— ASSIGNMENT —
Only those lines in the data below from the line containing "filename src/notify.rs" through the line containing "Hash, Serialize, Deserialize)]", both included, should be restated word for word.

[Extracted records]
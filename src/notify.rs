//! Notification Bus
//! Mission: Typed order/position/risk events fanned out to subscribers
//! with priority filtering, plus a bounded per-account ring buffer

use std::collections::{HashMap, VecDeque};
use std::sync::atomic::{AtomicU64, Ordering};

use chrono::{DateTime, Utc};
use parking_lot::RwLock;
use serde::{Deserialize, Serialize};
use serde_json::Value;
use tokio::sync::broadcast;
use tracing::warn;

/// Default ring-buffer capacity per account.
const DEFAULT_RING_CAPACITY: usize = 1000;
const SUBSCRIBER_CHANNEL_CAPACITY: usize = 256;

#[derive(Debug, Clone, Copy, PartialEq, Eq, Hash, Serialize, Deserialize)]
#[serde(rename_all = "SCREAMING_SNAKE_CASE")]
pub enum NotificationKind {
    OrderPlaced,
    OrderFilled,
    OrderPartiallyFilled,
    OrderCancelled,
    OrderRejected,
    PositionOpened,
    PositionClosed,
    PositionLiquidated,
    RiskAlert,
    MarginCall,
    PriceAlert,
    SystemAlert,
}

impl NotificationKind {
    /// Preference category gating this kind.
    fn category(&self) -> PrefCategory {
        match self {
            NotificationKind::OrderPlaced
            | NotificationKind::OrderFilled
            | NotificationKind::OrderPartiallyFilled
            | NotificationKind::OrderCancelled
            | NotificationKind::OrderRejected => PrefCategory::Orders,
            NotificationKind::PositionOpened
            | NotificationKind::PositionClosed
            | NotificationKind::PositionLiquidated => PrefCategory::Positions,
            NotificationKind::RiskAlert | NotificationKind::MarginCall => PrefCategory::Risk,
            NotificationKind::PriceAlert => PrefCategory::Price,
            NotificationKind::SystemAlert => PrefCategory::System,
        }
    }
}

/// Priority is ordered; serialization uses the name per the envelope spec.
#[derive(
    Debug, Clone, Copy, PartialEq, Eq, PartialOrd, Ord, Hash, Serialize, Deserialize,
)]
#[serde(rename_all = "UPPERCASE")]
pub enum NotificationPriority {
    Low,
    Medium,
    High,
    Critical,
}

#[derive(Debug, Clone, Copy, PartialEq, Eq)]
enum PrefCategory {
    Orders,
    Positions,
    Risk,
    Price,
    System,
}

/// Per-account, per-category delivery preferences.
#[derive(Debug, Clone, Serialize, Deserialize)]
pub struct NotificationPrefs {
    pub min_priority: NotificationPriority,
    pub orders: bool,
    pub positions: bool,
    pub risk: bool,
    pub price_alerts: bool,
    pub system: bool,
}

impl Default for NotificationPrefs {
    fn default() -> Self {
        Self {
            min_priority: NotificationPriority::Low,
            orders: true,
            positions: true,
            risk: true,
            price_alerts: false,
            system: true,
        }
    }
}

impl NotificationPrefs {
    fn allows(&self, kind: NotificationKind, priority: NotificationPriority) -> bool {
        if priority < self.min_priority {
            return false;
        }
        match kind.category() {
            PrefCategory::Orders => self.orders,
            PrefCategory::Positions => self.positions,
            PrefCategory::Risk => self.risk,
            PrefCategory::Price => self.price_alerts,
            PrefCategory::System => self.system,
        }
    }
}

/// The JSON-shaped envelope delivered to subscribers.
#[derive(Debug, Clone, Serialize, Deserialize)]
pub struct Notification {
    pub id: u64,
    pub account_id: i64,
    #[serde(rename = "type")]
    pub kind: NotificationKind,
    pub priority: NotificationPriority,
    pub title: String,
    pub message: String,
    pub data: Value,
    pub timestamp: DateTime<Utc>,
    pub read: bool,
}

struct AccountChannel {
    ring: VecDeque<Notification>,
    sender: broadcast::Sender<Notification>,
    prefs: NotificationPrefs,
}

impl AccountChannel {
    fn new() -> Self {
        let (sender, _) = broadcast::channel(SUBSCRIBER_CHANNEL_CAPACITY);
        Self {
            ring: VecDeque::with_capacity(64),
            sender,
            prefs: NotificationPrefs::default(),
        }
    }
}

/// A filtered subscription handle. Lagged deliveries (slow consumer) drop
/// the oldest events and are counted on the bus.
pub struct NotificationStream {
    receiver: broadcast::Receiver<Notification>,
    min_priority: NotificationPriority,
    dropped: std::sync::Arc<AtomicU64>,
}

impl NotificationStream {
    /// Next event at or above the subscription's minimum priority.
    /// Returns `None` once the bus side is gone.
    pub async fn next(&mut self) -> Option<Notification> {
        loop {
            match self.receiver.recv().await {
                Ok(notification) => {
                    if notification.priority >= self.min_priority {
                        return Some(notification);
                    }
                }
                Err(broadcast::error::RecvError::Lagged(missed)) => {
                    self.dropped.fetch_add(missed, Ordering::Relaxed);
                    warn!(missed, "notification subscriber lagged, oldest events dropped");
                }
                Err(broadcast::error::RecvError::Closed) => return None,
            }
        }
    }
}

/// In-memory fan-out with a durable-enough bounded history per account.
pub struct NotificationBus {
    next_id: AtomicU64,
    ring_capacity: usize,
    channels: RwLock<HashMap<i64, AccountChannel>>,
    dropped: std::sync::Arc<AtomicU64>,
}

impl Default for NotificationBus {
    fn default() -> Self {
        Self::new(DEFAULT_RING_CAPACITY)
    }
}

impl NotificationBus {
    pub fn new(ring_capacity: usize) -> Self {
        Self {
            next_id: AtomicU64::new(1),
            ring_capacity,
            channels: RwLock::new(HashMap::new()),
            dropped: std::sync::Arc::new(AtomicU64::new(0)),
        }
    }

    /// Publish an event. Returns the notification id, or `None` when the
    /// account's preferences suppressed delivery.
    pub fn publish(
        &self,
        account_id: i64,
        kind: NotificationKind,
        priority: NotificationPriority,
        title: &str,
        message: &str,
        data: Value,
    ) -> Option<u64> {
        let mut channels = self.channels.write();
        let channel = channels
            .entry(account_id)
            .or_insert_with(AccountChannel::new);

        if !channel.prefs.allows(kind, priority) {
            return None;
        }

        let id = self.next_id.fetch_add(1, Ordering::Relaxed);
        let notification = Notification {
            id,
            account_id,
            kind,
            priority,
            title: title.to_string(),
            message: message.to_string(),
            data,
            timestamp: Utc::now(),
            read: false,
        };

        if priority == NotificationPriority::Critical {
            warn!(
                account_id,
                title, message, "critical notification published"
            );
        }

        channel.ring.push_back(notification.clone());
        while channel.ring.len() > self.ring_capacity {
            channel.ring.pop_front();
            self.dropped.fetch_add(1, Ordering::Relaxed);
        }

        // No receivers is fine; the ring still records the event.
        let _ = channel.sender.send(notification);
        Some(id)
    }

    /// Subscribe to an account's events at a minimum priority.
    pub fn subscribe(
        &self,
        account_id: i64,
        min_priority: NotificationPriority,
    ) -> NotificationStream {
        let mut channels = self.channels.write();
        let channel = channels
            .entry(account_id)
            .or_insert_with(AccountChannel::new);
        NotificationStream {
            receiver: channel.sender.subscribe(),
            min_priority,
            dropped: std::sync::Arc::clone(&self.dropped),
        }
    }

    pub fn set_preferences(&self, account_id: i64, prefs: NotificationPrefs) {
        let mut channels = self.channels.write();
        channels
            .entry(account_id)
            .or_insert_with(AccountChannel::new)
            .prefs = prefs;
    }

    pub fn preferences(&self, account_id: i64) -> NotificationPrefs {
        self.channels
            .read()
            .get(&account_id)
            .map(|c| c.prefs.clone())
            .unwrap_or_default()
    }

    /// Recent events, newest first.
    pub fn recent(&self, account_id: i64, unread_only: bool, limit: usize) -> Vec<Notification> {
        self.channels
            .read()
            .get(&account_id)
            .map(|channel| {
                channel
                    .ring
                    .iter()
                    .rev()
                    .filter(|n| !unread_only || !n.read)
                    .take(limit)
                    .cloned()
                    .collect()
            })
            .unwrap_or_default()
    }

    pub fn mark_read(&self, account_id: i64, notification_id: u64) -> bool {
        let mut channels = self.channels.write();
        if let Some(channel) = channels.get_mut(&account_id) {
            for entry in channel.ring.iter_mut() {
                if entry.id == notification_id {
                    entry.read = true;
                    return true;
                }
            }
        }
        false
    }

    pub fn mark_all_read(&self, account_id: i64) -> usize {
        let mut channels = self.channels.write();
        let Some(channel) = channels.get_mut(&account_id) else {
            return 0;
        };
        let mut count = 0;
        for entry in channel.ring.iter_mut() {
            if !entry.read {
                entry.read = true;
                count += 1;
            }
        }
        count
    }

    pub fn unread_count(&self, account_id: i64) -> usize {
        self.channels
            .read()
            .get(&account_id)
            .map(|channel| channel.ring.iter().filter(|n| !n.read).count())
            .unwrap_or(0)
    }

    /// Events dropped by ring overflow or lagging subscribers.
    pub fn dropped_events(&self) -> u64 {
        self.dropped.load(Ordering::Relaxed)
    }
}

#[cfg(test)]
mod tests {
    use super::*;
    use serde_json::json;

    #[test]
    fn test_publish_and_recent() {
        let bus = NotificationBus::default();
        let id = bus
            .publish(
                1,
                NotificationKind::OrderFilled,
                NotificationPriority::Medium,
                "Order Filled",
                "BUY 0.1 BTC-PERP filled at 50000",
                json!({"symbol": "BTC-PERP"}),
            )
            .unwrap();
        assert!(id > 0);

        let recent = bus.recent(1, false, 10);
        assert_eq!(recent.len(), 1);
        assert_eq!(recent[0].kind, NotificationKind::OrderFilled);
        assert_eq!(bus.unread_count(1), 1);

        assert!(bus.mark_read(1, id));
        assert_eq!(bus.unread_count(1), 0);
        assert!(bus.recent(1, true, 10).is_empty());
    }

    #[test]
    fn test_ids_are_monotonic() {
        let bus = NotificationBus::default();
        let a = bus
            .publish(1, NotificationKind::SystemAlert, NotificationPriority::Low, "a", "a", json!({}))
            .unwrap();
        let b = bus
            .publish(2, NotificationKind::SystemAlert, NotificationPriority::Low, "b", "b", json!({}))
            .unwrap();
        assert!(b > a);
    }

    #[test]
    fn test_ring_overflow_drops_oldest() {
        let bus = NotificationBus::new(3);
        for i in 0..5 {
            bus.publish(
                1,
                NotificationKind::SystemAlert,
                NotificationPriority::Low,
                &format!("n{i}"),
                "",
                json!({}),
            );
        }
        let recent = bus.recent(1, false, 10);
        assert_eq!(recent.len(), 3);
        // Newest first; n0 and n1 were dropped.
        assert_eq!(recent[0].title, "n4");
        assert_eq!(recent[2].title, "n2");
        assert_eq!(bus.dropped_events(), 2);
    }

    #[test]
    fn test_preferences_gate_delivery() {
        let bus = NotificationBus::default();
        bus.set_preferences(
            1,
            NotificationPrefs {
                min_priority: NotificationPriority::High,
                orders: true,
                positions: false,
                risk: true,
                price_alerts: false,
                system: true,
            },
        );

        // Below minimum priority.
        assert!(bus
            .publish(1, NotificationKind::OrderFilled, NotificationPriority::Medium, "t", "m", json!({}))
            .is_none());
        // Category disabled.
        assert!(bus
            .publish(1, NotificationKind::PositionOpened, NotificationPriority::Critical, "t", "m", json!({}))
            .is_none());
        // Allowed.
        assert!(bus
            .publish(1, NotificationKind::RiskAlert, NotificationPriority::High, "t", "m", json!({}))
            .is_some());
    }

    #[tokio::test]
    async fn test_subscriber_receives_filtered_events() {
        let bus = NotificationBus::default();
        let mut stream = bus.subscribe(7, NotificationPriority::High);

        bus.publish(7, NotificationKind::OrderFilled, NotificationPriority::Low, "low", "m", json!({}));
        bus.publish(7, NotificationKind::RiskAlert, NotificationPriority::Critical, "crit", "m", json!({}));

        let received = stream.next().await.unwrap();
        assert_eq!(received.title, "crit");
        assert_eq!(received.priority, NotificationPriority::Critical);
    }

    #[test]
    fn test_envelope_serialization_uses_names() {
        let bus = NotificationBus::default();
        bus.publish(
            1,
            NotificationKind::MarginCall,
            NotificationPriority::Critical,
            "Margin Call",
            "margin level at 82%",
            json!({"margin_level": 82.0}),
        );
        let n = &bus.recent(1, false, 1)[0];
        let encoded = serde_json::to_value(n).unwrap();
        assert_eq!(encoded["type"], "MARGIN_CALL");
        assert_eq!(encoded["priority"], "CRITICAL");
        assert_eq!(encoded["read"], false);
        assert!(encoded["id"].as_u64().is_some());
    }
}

* * *

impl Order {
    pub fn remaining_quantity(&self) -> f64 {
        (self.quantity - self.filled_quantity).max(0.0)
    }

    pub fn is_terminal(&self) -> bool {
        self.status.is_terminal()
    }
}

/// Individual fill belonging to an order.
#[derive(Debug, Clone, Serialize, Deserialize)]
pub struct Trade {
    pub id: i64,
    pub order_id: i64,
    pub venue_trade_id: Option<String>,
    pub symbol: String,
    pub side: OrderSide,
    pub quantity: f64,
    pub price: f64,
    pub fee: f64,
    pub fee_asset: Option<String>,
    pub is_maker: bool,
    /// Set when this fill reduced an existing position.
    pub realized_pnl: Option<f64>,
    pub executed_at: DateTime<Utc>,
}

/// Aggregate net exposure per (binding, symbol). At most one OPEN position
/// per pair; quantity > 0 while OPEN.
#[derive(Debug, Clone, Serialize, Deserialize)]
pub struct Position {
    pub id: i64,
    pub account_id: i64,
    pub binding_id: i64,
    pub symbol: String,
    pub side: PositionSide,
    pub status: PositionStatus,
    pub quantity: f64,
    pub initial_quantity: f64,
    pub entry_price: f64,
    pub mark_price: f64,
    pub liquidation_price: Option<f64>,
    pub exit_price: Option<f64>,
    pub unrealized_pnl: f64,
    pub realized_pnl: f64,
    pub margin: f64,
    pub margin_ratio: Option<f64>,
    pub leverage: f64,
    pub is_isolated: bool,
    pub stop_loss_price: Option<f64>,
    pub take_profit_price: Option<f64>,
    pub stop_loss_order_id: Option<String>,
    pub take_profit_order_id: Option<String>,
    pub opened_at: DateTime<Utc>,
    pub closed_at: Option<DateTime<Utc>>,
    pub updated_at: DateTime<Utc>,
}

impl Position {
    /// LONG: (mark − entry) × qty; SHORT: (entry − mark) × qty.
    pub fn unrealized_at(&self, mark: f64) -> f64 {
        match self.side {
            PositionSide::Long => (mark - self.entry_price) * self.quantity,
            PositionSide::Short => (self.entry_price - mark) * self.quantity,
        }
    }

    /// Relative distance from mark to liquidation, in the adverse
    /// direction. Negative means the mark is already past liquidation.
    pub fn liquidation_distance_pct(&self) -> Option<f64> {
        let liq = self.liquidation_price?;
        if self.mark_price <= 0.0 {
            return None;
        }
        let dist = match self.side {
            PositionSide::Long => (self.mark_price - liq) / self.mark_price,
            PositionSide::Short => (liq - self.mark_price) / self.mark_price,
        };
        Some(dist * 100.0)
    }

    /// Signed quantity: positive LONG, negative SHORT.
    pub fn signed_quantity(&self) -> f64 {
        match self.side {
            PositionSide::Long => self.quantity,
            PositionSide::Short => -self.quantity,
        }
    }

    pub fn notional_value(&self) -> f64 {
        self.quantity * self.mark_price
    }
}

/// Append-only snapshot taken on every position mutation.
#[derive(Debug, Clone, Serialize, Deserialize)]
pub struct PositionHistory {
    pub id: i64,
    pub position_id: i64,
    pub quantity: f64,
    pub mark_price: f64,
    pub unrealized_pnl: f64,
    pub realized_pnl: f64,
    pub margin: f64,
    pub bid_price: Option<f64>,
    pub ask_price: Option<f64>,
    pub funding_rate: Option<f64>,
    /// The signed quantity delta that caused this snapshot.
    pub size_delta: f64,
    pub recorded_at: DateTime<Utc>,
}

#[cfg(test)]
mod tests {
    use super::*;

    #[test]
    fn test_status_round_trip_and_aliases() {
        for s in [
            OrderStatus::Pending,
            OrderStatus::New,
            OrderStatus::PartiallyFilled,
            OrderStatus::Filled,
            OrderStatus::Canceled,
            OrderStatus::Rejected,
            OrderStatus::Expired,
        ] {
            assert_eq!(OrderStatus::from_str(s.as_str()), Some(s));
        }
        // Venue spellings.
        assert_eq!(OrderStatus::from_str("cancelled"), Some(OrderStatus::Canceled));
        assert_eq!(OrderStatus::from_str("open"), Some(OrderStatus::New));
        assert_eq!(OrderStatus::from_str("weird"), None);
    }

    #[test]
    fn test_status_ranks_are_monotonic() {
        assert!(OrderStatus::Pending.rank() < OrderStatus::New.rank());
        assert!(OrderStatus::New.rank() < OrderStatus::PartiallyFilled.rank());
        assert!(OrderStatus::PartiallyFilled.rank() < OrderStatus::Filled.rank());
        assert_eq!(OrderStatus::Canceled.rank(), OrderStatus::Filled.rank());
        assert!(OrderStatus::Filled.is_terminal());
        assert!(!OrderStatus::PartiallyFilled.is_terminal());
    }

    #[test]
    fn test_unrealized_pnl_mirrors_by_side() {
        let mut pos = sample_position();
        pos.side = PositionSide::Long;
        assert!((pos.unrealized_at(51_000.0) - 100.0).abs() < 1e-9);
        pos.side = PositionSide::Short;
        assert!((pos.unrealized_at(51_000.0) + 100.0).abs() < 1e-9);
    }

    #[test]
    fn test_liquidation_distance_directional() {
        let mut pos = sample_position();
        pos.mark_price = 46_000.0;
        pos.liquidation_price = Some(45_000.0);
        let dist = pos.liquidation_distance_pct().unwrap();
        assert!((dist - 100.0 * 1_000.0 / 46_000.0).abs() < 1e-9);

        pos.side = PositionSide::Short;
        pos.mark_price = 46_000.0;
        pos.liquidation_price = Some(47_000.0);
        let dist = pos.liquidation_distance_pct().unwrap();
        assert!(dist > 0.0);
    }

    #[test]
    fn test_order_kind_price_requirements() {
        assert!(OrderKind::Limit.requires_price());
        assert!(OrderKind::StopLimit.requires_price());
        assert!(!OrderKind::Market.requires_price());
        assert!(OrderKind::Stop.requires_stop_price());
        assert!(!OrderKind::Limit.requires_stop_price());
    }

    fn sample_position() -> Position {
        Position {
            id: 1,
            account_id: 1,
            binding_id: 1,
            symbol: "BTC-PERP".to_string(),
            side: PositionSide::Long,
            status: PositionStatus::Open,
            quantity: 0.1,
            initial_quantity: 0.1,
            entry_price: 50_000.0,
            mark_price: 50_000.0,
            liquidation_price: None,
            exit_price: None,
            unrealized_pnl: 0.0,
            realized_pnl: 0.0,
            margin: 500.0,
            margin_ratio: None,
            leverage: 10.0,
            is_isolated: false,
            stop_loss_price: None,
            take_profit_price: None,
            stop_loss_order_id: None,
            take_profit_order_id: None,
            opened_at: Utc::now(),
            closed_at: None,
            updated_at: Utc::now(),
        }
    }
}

---

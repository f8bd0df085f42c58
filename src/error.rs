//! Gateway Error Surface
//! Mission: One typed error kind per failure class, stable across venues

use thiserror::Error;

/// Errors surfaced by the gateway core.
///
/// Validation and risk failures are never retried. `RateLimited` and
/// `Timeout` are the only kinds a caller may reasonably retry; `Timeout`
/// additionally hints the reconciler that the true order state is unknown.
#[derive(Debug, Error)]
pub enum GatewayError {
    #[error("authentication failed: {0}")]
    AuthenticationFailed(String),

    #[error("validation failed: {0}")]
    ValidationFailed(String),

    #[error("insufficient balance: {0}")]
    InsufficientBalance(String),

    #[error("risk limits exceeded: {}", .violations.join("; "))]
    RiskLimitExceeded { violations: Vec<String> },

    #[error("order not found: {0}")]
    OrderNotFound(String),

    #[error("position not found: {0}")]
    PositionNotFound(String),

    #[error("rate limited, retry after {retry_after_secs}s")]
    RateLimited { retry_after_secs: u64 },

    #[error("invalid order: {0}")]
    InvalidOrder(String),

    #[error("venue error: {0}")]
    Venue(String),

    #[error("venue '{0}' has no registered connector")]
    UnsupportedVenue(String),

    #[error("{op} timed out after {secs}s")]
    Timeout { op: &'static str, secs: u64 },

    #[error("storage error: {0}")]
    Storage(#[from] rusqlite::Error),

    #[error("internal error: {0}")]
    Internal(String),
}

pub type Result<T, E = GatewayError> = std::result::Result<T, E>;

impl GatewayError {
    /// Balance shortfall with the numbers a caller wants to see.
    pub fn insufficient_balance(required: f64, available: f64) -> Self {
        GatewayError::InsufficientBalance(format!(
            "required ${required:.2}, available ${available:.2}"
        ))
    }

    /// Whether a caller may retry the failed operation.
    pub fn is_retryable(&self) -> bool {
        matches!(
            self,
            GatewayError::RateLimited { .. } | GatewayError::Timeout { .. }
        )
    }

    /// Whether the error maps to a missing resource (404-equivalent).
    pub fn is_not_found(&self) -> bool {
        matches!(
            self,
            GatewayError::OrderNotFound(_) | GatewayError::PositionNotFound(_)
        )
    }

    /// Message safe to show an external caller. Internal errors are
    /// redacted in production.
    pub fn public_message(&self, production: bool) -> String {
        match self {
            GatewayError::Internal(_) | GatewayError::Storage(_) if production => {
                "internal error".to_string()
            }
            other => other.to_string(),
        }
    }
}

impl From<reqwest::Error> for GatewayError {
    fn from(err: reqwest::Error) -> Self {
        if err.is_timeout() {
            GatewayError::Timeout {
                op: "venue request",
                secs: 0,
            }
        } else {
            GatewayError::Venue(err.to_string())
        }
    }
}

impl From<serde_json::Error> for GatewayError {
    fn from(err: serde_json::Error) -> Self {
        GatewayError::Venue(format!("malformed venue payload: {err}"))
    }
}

— EXERCISE RESPONSE —
filename src/notify.rs
//! Notification Bus
//! Mission: Typed order/position/risk events fanned out to subscribers
//! with priority filtering, plus a bounded per-account ring buffer

use std::collections::{HashMap, VecDeque};
use std::sync::atomic::{AtomicU64, Ordering};

use chrono::{DateTime, Utc};
use parking_lot::RwLock;
use serde::{Deserialize, Serialize};
use serde_json::Value;
use tokio::sync::broadcast;
use tracing::warn;

/// Default ring-buffer capacity per account.
const DEFAULT_RING_CAPACITY: usize = 1000;
const SUBSCRIBER_CHANNEL_CAPACITY: usize = 256;

#[derive(Debug, Clone, Copy, PartialEq, Eq, Hash, Serialize, Deserialize)]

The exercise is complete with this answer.